That Ever Governed Frenzy

Through the eyes of Jody Wilson-Raybould and Michael Wernick

Rumble on Parliament Hill

In the ring with Justin Trudeau

Return of the Robber Barons

Chrystia Freeland asks if we can tell “makers” from “takers” among the new super-rich

His Truck Stops Here

The quick end to Jason Kenney’s long career

Michael Taube

Blue Storm: The Rise and Fall of Jason Kenney

Edited by Duane Bratt, Richard Sutherland, and David Taras

University of Calgary Press

508 pages, hardcover, softcover, and ebook

Earlier this year, Danielle Smith’s United Conservatives and Rachel Notley’s New Democrats waged an election battle for the ages. Throughout the spring campaign, each party led in polls at different stages — and sometimes split them during the same week. Both leaders struggled at times to connect with voters and apologized for past political mistakes and decisions. A significant number of Albertans couldn’t decide which direction they wanted the province to take until the very end.

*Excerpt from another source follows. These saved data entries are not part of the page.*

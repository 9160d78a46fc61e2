//! Request/response types and client configuration.

use scribe_core::types::Role;
use serde::{Deserialize, Serialize};

/// How a request proves session validity.
///
/// The fetch routine is identical regardless of the transport; the strategy
/// is applied once at request-build time.
#[derive(Debug, Clone, Default, PartialEq, Eq)]
pub enum CredentialStrategy {
    /// Send nothing; only works against open endpoints
    #[default]
    None,
    /// Rely on the session cookie the client's cookie store carries
    AmbientCookie,
    /// Attach `Authorization: Bearer <token>`
    BearerToken(String),
    /// Attach arbitrary (name, value) header pairs
    CustomHeaders(Vec<(String, String)>),
}

/// Configuration for connecting to a Scribe backend.
#[derive(Debug, Clone)]
pub struct ClientConfig {
    /// Base URL of the server (e.g. "http://localhost:8000")
    pub base_url: String,
    /// Credential strategy applied to every request
    pub credentials: CredentialStrategy,
}

impl ClientConfig {
    /// Create a config with no credentials.
    pub fn new(base_url: impl Into<String>) -> Self {
        Self {
            base_url: base_url.into(),
            credentials: CredentialStrategy::None,
        }
    }

    /// Create a config with an explicit credential strategy.
    pub fn with_credentials(
        base_url: impl Into<String>,
        credentials: CredentialStrategy,
    ) -> Self {
        Self {
            base_url: base_url.into(),
            credentials,
        }
    }
}

/// Request body for the login endpoint.
#[derive(Debug, Serialize)]
pub struct LoginRequest {
    pub username: String,
    pub password: String,
}

/// Response from a successful login.
#[derive(Debug, Deserialize)]
pub struct LoginResponse {
    /// Token for the bearer credential strategy
    pub access_token: String,
    pub username: String,
    #[serde(default)]
    pub role: Role,
}
mod commands;
mod init;

use clap::{Parser, Subcommand};
use std::path::PathBuf;

#[derive(Parser, Debug)]
#[command(
    name = "relay",
    about = "Coordinate terminal-bound agents through a shared mailbox convention"
)]
struct Cli {
    #[command(subcommand)]
    command: Commands,
}

#[derive(Subcommand, Debug)]
enum Commands {
    /// Initialize the current directory with the relay structure
    Init {
        /// Show what would be done without making changes
        #[arg(long)]
        dry_run: bool,

        /// Overwrite existing files
        #[arg(long)]
        force: bool,

        /// Use the default configuration without prompting
        #[arg(long = "non-interactive", short = 'y')]
        non_interactive: bool,

        /// Pane count (clamped into [2,6]; skips the prompt)
        #[arg(long)]
        count: Option<usize>,

        /// Role-naming preset: officer, agents, or panes
        #[arg(long, conflicts_with = "no_leader")]
        preset: Option<String>,

        /// Make every pane a member (no leader role)
        #[arg(long)]
        no_leader: bool,

        /// Ask the bridge to arrange panes after init
        #[arg(long)]
        auto_split: bool,

        /// Template overlay directory to copy into the target
        #[arg(long)]
        templates: Option<PathBuf>,

        /// Bridge control-plane port
        #[arg(long, default_value_t = relay_bridge::DEFAULT_PORT)]
        bridge_port: u16,
    },

    /// Send a task to a role's queue
    Send {
        /// Recipient role
        to: String,

        /// Sender role
        #[arg(long)]
        from: String,

        /// Task message
        message: String,
    },

    /// File a status report as a role
    Report {
        /// Reporting role
        role: String,

        /// Report status (e.g. working, done, blocked)
        #[arg(long)]
        status: String,

        /// Report message
        message: String,
    },

    /// Append a notification to a role's inbox
    Notify {
        /// Recipient role
        role: String,

        /// Notification message
        message: String,
    },

    /// List a role's pending tasks
    Pending {
        /// Role to inspect
        role: String,
    },

    /// Acknowledge a task by queue position
    Ack {
        /// Role whose queue to update
        role: String,

        /// Task index in the queue
        index: usize,
    },

    /// List a role's filed reports
    Reports {
        /// Role to inspect
        role: String,
    },

    /// List a role's inbox notifications
    Inbox {
        /// Role to inspect
        role: String,
    },

    /// Print the current topology
    Status,

    /// Ask the bridge to arrange panes to match the saved topology
    Arrange {
        /// Bridge control-plane port
        #[arg(long, default_value_t = relay_bridge::DEFAULT_PORT)]
        bridge_port: u16,
    },
}

#[tokio::main]
async fn main() -> anyhow::Result<()> {
    let cli = Cli::parse();
    let root = std::env::current_dir()?;

    match cli.command {
        Commands::Init {
            dry_run,
            force,
            non_interactive,
            count,
            preset,
            no_leader,
            auto_split,
            templates,
            bridge_port,
        } => {
            init::cmd_init(
                &root,
                init::InitArgs {
                    dry_run,
                    force,
                    non_interactive,
                    count,
                    preset,
                    no_leader,
                    auto_split,
                    templates,
                    bridge_port,
                },
            )
            .await
        }
        Commands::Send { to, from, message } => commands::send(&root, &to, &from, &message),
        Commands::Report {
            role,
            status,
            message,
        } => commands::report(&root, &role, &status, &message),
        Commands::Notify { role, message } => commands::notify(&root, &role, &message),
        Commands::Pending { role } => commands::pending(&root, &role),
        Commands::Ack { role, index } => commands::ack(&root, &role, index),
        Commands::Reports { role } => commands::reports(&root, &role),
        Commands::Inbox { role } => commands::inbox(&root, &role),
        Commands::Status => commands::status(&root),
        Commands::Arrange { bridge_port } => commands::arrange(&root, bridge_port).await,
    }
}

#[cfg(test)]
mod tests {
    use super::*;

    #[test]
    fn preset_conflicts_with_no_leader() {
        let err = Cli::try_parse_from(["relay", "init", "--preset", "officer", "--no-leader"])
            .unwrap_err();
        assert_eq!(err.kind(), clap::error::ErrorKind::ArgumentConflict);
    }

    #[test]
    fn init_flags_parse() {
        Cli::try_parse_from(["relay", "init", "-y", "--count", "4", "--preset", "officer"])
            .unwrap();
    }
}
pub mod client;
pub mod host;
pub mod server;

pub use client::{BridgeClient, DEFAULT_PORT};
pub use host::{InMemoryHost, PaneHost, PaneInfo, SubmitSequence, submit_text};
pub use server::{BridgeState, PaneLayout, router};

The UCP ended up winning the closest election in Alberta history on May 29. Smith took forty-nine seats and almost 53 percent of the popular vote. She won most of those seats in rural areas. Notley, who had served as premier from 2015 to 2019, won thirty-eight seats and 44 percent of the vote. She swept Edmonton and carried fourteen of twenty-six seats in Calgary. In a province that was once regarded as Canada’s most reliably Conservative, this was a surprising result. Indeed, some left-leaning commentators and academics seemed certain it was going to turn out differently. They didn’t count on Smith’s ability to turn around the UCP’s fortunes after the stunning collapse of her predecessor, Jason Kenney.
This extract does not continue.